If, on the other hand, you hate monopoly (in the line of thought that monopoly will kill competitors and as a result render you without options and as a consequence render you slave of a company...allowing it not to evolve products as often, and price-tag it as they want), you'll probably be running on AMD hardware...and probably use some different hardware for SATA controllers.
Enter the NCQ - Native Command Query. Back in ParallelATA time, TCQ was invented. TCQ stands for Tagged Command Query. Is simple terms, instead of asking you hard-drive to fetch 1 piece of information from it, you just send a bunch of requests at a time, and allow the drive to chose which it gets first. The drive then uses the location and path of it's heads, relative to the position of the data blocks in the disks and traces a path that fetch information faster but not in the requested sequence. It's no different that a mail man running it's mail delivery routine. If he was to go deliver each letter and then return back to the post office to go for another delivery and then back again, it would take ages compared to a well planned and scheduled delivery run in which he delivers all the letters to a specific path, regardless of the order in which the letters were sent. It was a good idea, however Parallel ATA uses the ISA bus protocols to communicate. That simple fact means the CPU has to hand over all data to and from the disk to memory. As a result TCQ was just a good idea without support from hardware communication protocols as it results in a huge CPU overhead. It's as if the letters had to be given to the mail man buy it's boss one at a time, and his boss would have to go back and forward to fetch each letter...pointless!

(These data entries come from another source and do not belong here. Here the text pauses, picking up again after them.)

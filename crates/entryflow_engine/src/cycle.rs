use std::collections::HashSet;

use flow_logging::{flow_debug, flow_warn};

use crate::decode::decode_page;
use crate::fetch::Fetcher;
use crate::parse::ThreadParser;
use crate::{CheckFailure, CheckOutcome, CheckSnapshot, EntryId, FetchError, RemoteEntry};

/// Runs one poll-and-merge check cycle.
///
/// The tracked last page is fetched first: most forum activity appends to
/// the final page, so the common path needs a single request. The fetched
/// page's own pagination marker is the authority on the true page count;
/// when it exceeds the tracked count, every page from the old boundary to
/// the new last page is walked, since entries may have spilled across a
/// freshly created page boundary.
///
/// A fetch or decode failure aborts the cycle but preserves the entries of
/// pages already walked, deduplicated and sorted like a successful batch.
pub async fn run_check(
    fetcher: &dyn Fetcher,
    parser: &dyn ThreadParser,
    snapshot: &CheckSnapshot,
) -> Result<CheckOutcome, CheckFailure> {
    let tracked_last = snapshot.total_pages.max(1);
    let mut seen: HashSet<EntryId> = snapshot.known.clone();
    let mut collected: Vec<RemoteEntry> = Vec::new();

    let last_doc = match fetch_page(fetcher, snapshot, tracked_last).await {
        Ok(html) => html,
        Err(error) => {
            flow_warn!("check aborted on page {tracked_last}: {error}");
            return Err(CheckFailure {
                error,
                partial: Vec::new(),
            });
        }
    };

    // A page without a pagination marker counts as a single page.
    let true_total = parser
        .page_info(&last_doc)
        .map(|info| info.total_pages.max(1))
        .unwrap_or(1);
    flow_debug!("check cycle: tracked {tracked_last} pages, remote reports {true_total}");

    collect_unknown(parser.entries(&last_doc), &mut seen, &mut collected);
    let mut pages_fetched = 1;

    if true_total > tracked_last {
        for page in tracked_last + 1..=true_total {
            match fetch_page(fetcher, snapshot, page).await {
                Ok(html) => {
                    pages_fetched += 1;
                    collect_unknown(parser.entries(&html), &mut seen, &mut collected);
                }
                Err(error) => {
                    flow_warn!("check aborted on page {page}: {error}");
                    collected.sort_by_key(|entry| entry.id);
                    return Err(CheckFailure {
                        error,
                        partial: collected,
                    });
                }
            }
        }
    }

    // Fetch order across pages does not guarantee cross-page ordering;
    // ascending numeric identity is the presentation order.
    collected.sort_by_key(|entry| entry.id);

    Ok(CheckOutcome {
        new_entries: collected,
        // A remote count smaller than the tracked one is not trusted; the
        // tracked boundary only ever grows, like the known-entry set.
        total_pages: true_total.max(tracked_last),
        pages_fetched,
    })
}

async fn fetch_page(
    fetcher: &dyn Fetcher,
    snapshot: &CheckSnapshot,
    page: u32,
) -> Result<String, FetchError> {
    let url = snapshot.page_url(page)?;
    let output = fetcher.fetch(&url).await?;
    let decoded = decode_page(&output.bytes, output.content_type.as_deref())?;
    Ok(decoded.html)
}

/// Keeps entries whose id is neither known nor already in this batch; an
/// entry can appear on two pages after a page boundary shift.
fn collect_unknown(
    entries: Vec<RemoteEntry>,
    seen: &mut HashSet<EntryId>,
    collected: &mut Vec<RemoteEntry>,
) {
    for entry in entries {
        if seen.insert(entry.id) {
            collected.push(entry);
        }
    }
}
use std::fs;
use std::path::{Path, PathBuf};

use entryflow_engine::write_atomically;
use flow_logging::{flow_error, flow_info, flow_warn};
use serde::{Deserialize, Serialize};

const SETTINGS_FILENAME: &str = "settings.ron";

#[derive(Debug, Clone, Serialize, Deserialize)]
struct PersistedSettings {
    check_interval_ms: u64,
}

pub(crate) fn default_state_dir() -> PathBuf {
    std::env::current_dir()
        .unwrap_or_else(|_| PathBuf::from("."))
        .join(".entryflow")
}

/// Reads the stored check interval. Any read or parse problem falls back to
/// "nothing stored" so the session starts with the default.
pub(crate) fn load_check_interval(state_dir: &Path) -> Option<u64> {
    let path = state_dir.join(SETTINGS_FILENAME);
    let content = match fs::read_to_string(&path) {
        Ok(text) => text,
        Err(err) if err.kind() == std::io::ErrorKind::NotFound => {
            return None;
        }
        Err(err) => {
            flow_warn!("Failed to read settings from {:?}: {}", path, err);
            return None;
        }
    };

    let settings: PersistedSettings = match ron::from_str(&content) {
        Ok(settings) => settings,
        Err(err) => {
            flow_warn!("Failed to parse settings from {:?}: {}", path, err);
            return None;
        }
    };

    flow_info!("Loaded stored check interval from {:?}", path);
    Some(settings.check_interval_ms)
}

pub(crate) fn save_check_interval(state_dir: &Path, check_interval_ms: u64) {
    let settings = PersistedSettings { check_interval_ms };

    let pretty = ron::ser::PrettyConfig::new();
    let content = match ron::ser::to_string_pretty(&settings, pretty) {
        Ok(text) => text,
        Err(err) => {
            flow_error!("Failed to serialize settings: {}", err);
            return;
        }
    };

    if let Err(err) = write_atomically(state_dir, SETTINGS_FILENAME, &content) {
        flow_error!("Failed to write settings to {:?}: {}", state_dir, err);
    }
}
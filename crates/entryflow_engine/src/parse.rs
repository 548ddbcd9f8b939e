use scraper::{ElementRef, Html, Selector};

use crate::{EntryId, PageInfo, RemoteEntry};

/// Container whose children carry the entry identity attribute.
const ENTRY_ITEM_SELECTOR: &str = "#entry-item-list li[data-id]";
const ENTRY_ID_ATTR: &str = "data-id";
const PAGER_SELECTOR: &str = ".pager";
const CURRENT_PAGE_ATTR: &str = "data-currentpage";
const PAGE_COUNT_ATTR: &str = "data-pagecount";

/// Narrow parsing seam between fetched documents and the check cycle, so the
/// diff/merge algorithm is testable against synthetic documents.
pub trait ThreadParser: Send + Sync {
    /// Entries present in the document. A missing list container yields an
    /// empty list, not an error.
    fn entries(&self, html: &str) -> Vec<RemoteEntry>;

    /// Pagination marker of the document. `None` means a single page with
    /// no further pages.
    fn page_info(&self, html: &str) -> Option<PageInfo>;
}

/// Parser for the forum's entry-list markup.
#[derive(Debug, Default, Clone, Copy)]
pub struct SelectorThreadParser;

impl ThreadParser for SelectorThreadParser {
    fn entries(&self, html: &str) -> Vec<RemoteEntry> {
        let doc = Html::parse_document(html);
        let Ok(selector) = Selector::parse(ENTRY_ITEM_SELECTOR) else {
            return Vec::new();
        };
        doc.select(&selector)
            .filter_map(|element| {
                let id: EntryId = element.value().attr(ENTRY_ID_ATTR)?.trim().parse().ok()?;
                Some(RemoteEntry {
                    id,
                    html: element.html(),
                })
            })
            .collect()
    }

    fn page_info(&self, html: &str) -> Option<PageInfo> {
        let doc = Html::parse_document(html);
        let selector = Selector::parse(PAGER_SELECTOR).ok()?;
        let pager = doc.select(&selector).next()?;
        Some(PageInfo {
            current_page: attr_u32(pager, CURRENT_PAGE_ATTR).unwrap_or(1),
            total_pages: attr_u32(pager, PAGE_COUNT_ATTR).unwrap_or(1),
        })
    }
}

fn attr_u32(element: ElementRef, name: &str) -> Option<u32> {
    element.value().attr(name)?.trim().parse().ok()
}
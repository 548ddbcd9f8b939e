use std::fs;
use std::io::{self, Write};
use std::path::{Path, PathBuf};

use tempfile::NamedTempFile;
use thiserror::Error;

#[derive(Debug, Error)]
pub enum PersistError {
    #[error("state directory unusable: {0}")]
    StateDir(String),
    #[error("io error: {0}")]
    Io(#[from] io::Error),
}

/// Ensure the state directory exists and is writable; create if missing.
pub fn ensure_state_dir(dir: &Path) -> Result<(), PersistError> {
    match fs::metadata(dir) {
        Ok(meta) if meta.is_dir() => {}
        Ok(_) => return Err(PersistError::StateDir("path is not a directory".into())),
        Err(err) if err.kind() == io::ErrorKind::NotFound => {
            fs::create_dir_all(dir).map_err(|e| PersistError::StateDir(e.to_string()))?;
        }
        Err(err) => return Err(PersistError::StateDir(err.to_string())),
    }
    // Writability probe.
    NamedTempFile::new_in(dir).map_err(|e| PersistError::StateDir(e.to_string()))?;
    Ok(())
}

/// Writes `content` to `{dir}/{filename}` through a temp file and rename, so
/// an interrupted write never leaves a half-written file behind.
pub fn write_atomically(dir: &Path, filename: &str, content: &str) -> Result<PathBuf, PersistError> {
    ensure_state_dir(dir)?;

    let mut tmp = NamedTempFile::new_in(dir)?;
    tmp.write_all(content.as_bytes())?;
    tmp.flush()?;
    tmp.as_file_mut().sync_all()?;

    let target = dir.join(filename);
    if target.exists() {
        fs::remove_file(&target)?;
    }
    tmp.persist(&target).map_err(|e| PersistError::Io(e.error))?;
    Ok(target)
}
//! Entryflow engine: IO pipeline and check-cycle execution.
mod engine;
mod convert;
mod cycle;
mod decode;
mod parse;
mod persist;
mod fetch;
mod types;

pub use engine::EngineHandle;
pub use convert::{Converter, Html2MdConverter};
pub use cycle::run_check;
pub use decode::{decode_page, DecodedPage};
pub use fetch::{FetchSettings, Fetcher, ReqwestFetcher};
pub use parse::{SelectorThreadParser, ThreadParser};
pub use persist::{ensure_state_dir, write_atomically, PersistError};
pub use types::{
    CheckFailure, CheckOutcome, CheckSnapshot, EngineEvent, EntryId, FailureKind, FetchError,
    FetchOutput, PageInfo, RemoteEntry, SeedDocument,
};
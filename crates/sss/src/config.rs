//! Configuration and validation for a reconstruction.

use crate::{Error, Result};
use sss_math::Division;

/// Environment variable selecting the [`Division`] policy (`exact` or `truncate`).
pub const DIVISION_VAR: &str = "SSS_DIVISION";
/// Environment variable enabling parallel evaluation (`1`/`true` or `0`/`false`).
pub const PARALLEL_VAR: &str = "SSS_PARALLEL";

/// Options of the [`crate::ConsistencyVoter`].
#[derive(Debug, Clone, Copy, PartialEq, Eq, Default)]
pub struct VoterConfig {
    /// How interpolated values are reduced to integers. With
    /// [`Division::Exact`], combinations with a fractional value at zero are
    /// rejected as inconsistent.
    pub division: Division,
    /// Evaluate the combinations on the rayon thread pool.
    pub parallel: bool,
}

impl VoterConfig {
    /// Set the division policy.
    pub fn with_division(mut self, division: Division) -> Self {
        self.division = division;
        self
    }

    /// Enable or disable parallel evaluation.
    pub fn with_parallel(mut self, parallel: bool) -> Self {
        self.parallel = parallel;
        self
    }

    /// Read the configuration from the process environment, falling back to
    /// the defaults for unset variables.
    pub fn from_env() -> Result<Self> {
        Self::from_lookup(|name| std::env::var(name).ok())
    }

    /// Read the configuration through `lookup`, which maps a variable name to
    /// its value.
    pub fn from_lookup<F: Fn(&str) -> Option<String>>(lookup: F) -> Result<Self> {
        let mut config = Self::default();
        if let Some(value) = lookup(DIVISION_VAR) {
            config.division = match value.trim().to_ascii_lowercase().as_str() {
                "exact" => Division::Exact,
                "truncate" => Division::Truncate,
                _ => return Err(Error::invalid_config(format!("{DIVISION_VAR}={value}"))),
            };
        }
        if let Some(value) = lookup(PARALLEL_VAR) {
            config.parallel = match value.trim().to_ascii_lowercase().as_str() {
                "1" | "true" | "yes" => true,
                "0" | "false" | "no" | "" => false,
                _ => return Err(Error::invalid_config(format!("{PARALLEL_VAR}={value}"))),
            };
        }
        Ok(config)
    }
}

/// Validates the declared share count `n` and threshold `k`.
///
/// A threshold above `n` is accepted: it yields no combination, which the
/// voter reports as [`Error::NoConsistentSecret`].
pub fn validate_threshold_config(n: usize, k: usize) -> Result<()> {
    if n == 0 {
        return Err(Error::empty_share_set());
    }
    if k == 0 {
        return Err(Error::zero_threshold());
    }
    Ok(())
}
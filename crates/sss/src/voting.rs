//! Majority voting over the secrets interpolated from every `k`-subset of a
//! [`ShareSet`].
//!
//! # Voting rule
//!
//! 1. Every combination of `k` shares is interpolated at zero. Degenerate
//!    combinations (a repeated id) and, under [`Division::Exact`], combinations
//!    whose value at zero is not an integer are skipped.
//! 2. The candidate secret with the strictly highest number of votes wins;
//!    among candidates with equal votes the smallest secret wins.
//! 3. The shares used by at least one combination that voted for the winner
//!    are valid; every other share is corrupted.
//!
//! The tally is independent of the order in which combinations are
//! evaluated, so the parallel evaluation returns the same outcome as the
//! sequential one.
//!
//! [`Division::Exact`]: sss_math::Division::Exact

use crate::{Error, Result, ShareSet, VoterConfig};
use num_bigint::BigInt;
use rayon::prelude::*;
use sss_math::lagrange::interpolate_at_zero;
use sss_math::Error as MathError;
use sss_util::Combinations;
use std::collections::{BTreeMap, BTreeSet};
use tracing::{debug, info, instrument};

/// The votes collected by one candidate secret.
#[derive(Debug, Clone, Default, PartialEq, Eq)]
pub struct Vote {
    /// Number of combinations that produced the secret.
    pub frequency: usize,
    /// The share ids of each of these combinations.
    pub id_sets: Vec<BTreeSet<u64>>,
}

impl Vote {
    /// The union of the share ids of all the combinations.
    pub fn ids(&self) -> BTreeSet<u64> {
        self.id_sets.iter().flatten().copied().collect()
    }
}

/// Candidate secrets and their votes, with the number of combinations seen.
#[derive(Debug, Clone, Default, PartialEq, Eq)]
pub struct VoteTally {
    votes: BTreeMap<BigInt, Vote>,
    combinations: usize,
    skipped: usize,
}

impl VoteTally {
    /// Create an empty tally.
    pub fn new() -> Self {
        Self::default()
    }

    /// Record a vote for `secret` from the combination of shares `ids`.
    pub fn record(&mut self, secret: BigInt, ids: BTreeSet<u64>) {
        let vote = self.votes.entry(secret).or_default();
        vote.frequency += 1;
        vote.id_sets.push(ids);
        self.combinations += 1;
    }

    /// Record a combination that produced no candidate.
    pub fn skip(&mut self) {
        self.skipped += 1;
        self.combinations += 1;
    }

    /// Combine two tallies; the operation is associative and commutative up
    /// to the order of the id sets of each vote.
    pub fn merge(mut self, other: Self) -> Self {
        for (secret, vote) in other.votes {
            let entry = self.votes.entry(secret).or_default();
            entry.frequency += vote.frequency;
            entry.id_sets.extend(vote.id_sets);
        }
        self.combinations += other.combinations;
        self.skipped += other.skipped;
        self
    }

    /// The votes collected by `secret`, if any.
    pub fn get(&self, secret: &BigInt) -> Option<&Vote> {
        self.votes.get(secret)
    }

    /// Iterate over the candidates in increasing order of secret.
    pub fn iter(&self) -> impl Iterator<Item = (&BigInt, &Vote)> {
        self.votes.iter()
    }

    /// Number of distinct candidate secrets.
    pub fn len(&self) -> usize {
        self.votes.len()
    }

    /// Returns true if no combination voted.
    pub fn is_empty(&self) -> bool {
        self.votes.is_empty()
    }

    /// Number of combinations recorded, voting or skipped.
    pub fn combinations(&self) -> usize {
        self.combinations
    }

    /// Number of combinations skipped.
    pub fn skipped(&self) -> usize {
        self.skipped
    }

    /// The candidate with the most votes, the smallest secret winning ties.
    pub fn winner(&self) -> Option<(&BigInt, &Vote)> {
        let mut best: Option<(&BigInt, &Vote)> = None;
        for (secret, vote) in &self.votes {
            if best.map_or(true, |(_, b)| vote.frequency > b.frequency) {
                best = Some((secret, vote));
            }
        }
        best
    }
}

/// The outcome of a reconstruction.
#[derive(Debug, Clone, PartialEq, Eq)]
pub struct Reconstruction {
    /// The winning secret.
    pub secret: BigInt,
    /// Number of combinations that voted for the secret.
    pub frequency: usize,
    /// Ids of the shares used by a combination that voted for the secret.
    pub valid_ids: BTreeSet<u64>,
    /// Ids of all the other shares.
    pub corrupted_ids: BTreeSet<u64>,
    /// Number of combinations enumerated.
    pub combinations: usize,
    /// Number of combinations skipped as degenerate or inconsistent.
    pub skipped: usize,
}

/// Reconstructs the secret of a [`ShareSet`] by majority voting.
#[derive(Debug, Clone)]
pub struct ConsistencyVoter<'a> {
    shares: &'a ShareSet,
    config: VoterConfig,
}

impl<'a> ConsistencyVoter<'a> {
    /// Create a voter over `shares`.
    pub fn new(shares: &'a ShareSet, config: VoterConfig) -> Self {
        Self { shares, config }
    }

    /// Interpolate one combination. Returns `None` if the combination must
    /// be skipped.
    fn evaluate(&self, indices: &[usize]) -> Option<(BigInt, BTreeSet<u64>)> {
        let points = self.shares.points(indices);
        match interpolate_at_zero(&points, self.config.division) {
            Ok(secret) => Some((secret, self.shares.ids_at(indices).into_iter().collect())),
            Err(e @ MathError::NonIntegral { .. }) => {
                debug!(ids = ?self.shares.ids_at(indices), error = %e, "Inconsistent combination");
                None
            }
            Err(e @ (MathError::DuplicateAbscissa(_) | MathError::DivisionByZero)) => {
                debug!(ids = ?self.shares.ids_at(indices), error = %e, "Degenerate combination");
                None
            }
        }
    }

    fn absorb(&self, mut tally: VoteTally, indices: Vec<usize>) -> VoteTally {
        match self.evaluate(&indices) {
            Some((secret, ids)) => tally.record(secret, ids),
            None => tally.skip(),
        }
        tally
    }

    /// Interpolate every combination of `k` shares and tally the candidate
    /// secrets.
    pub fn tally(&self) -> VoteTally {
        let combinations = Combinations::new(self.shares.len(), self.shares.threshold());
        if self.config.parallel {
            combinations
                .par_bridge()
                .fold(VoteTally::new, |tally, indices| self.absorb(tally, indices))
                .reduce(VoteTally::new, VoteTally::merge)
        } else {
            combinations.fold(VoteTally::new(), |tally, indices| self.absorb(tally, indices))
        }
    }

    /// Reconstruct the secret and identify the corrupted shares.
    ///
    /// Fails with [`Error::NoConsistentSecret`] if no combination produced a
    /// candidate.
    #[instrument(skip_all, fields(n = self.shares.len(), k = self.shares.threshold()))]
    pub fn reconstruct(&self) -> Result<Reconstruction> {
        let tally = self.tally();
        let (secret, vote) = tally
            .winner()
            .ok_or_else(|| Error::no_consistent_secret(tally.combinations(), tally.skipped()))?;

        let valid_ids = vote.ids();
        let corrupted_ids = self
            .shares
            .ids()
            .difference(&valid_ids)
            .copied()
            .collect::<BTreeSet<_>>();

        info!(
            %secret,
            frequency = vote.frequency,
            candidates = tally.len(),
            corrupted = ?corrupted_ids,
            "Reconstructed secret"
        );

        Ok(Reconstruction {
            secret: secret.clone(),
            frequency: vote.frequency,
            valid_ids,
            corrupted_ids,
            combinations: tally.combinations(),
            skipped: tally.skipped(),
        })
    }
}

SATA controllers, on the other hand grabs a bunch of DMA (Direct Memory Access) addresses and uses them at will. This means that the TCQ version of SATA (called Native Command Query). Now using our example, the DMA address ability of the SATA bus is just like our mailman bag that can hold all the letter he takes before leaving the post-office.
Unlike TCQ, the NCQ is a success and it's been widely implemented in every SATA2 and 3 controller.
NCQ has one more ability over TCQ and that's the new SATA interfaced SSD drives. A lot of you would think that it's pointless to have NCQ if the drive has no moving parts, and so, no optimal retrieval path would have to be calculated to maximize the drive head to disk path...and you would be right about that. However SSD are so fast that the bottleneck becomes the host controller of the drive. So NCQ is used to instruct the drive on what to get while it's waiting for the controller to respond with a ready to receive state.
So NCQ seems like a good thing. It is, however to take advantage of it, one has to buffer things (driver wise). You see, if the Operating systems requests 1,2,3 and the drive replies 2,1,3 the driver has to buffer the request, and the reply on order to allow coherence.
THAT is the problem. Linux drivers for some non Intel controllers seem to have a bug in this caching. The result is that the Operating system often receives data that is out of order and thinks you have disk corruption... and other times you do have disk corruption because of the resulting re-writes. This will trigger a Linux kernel re-mount of the problematic hard-disk in read-only mode, allowing you to read your data and ultimately back-it-up. The more you stress your system, the likely this is to happen. Most people out there is thinking that their drive is failing and as a result are buying new hard-disks.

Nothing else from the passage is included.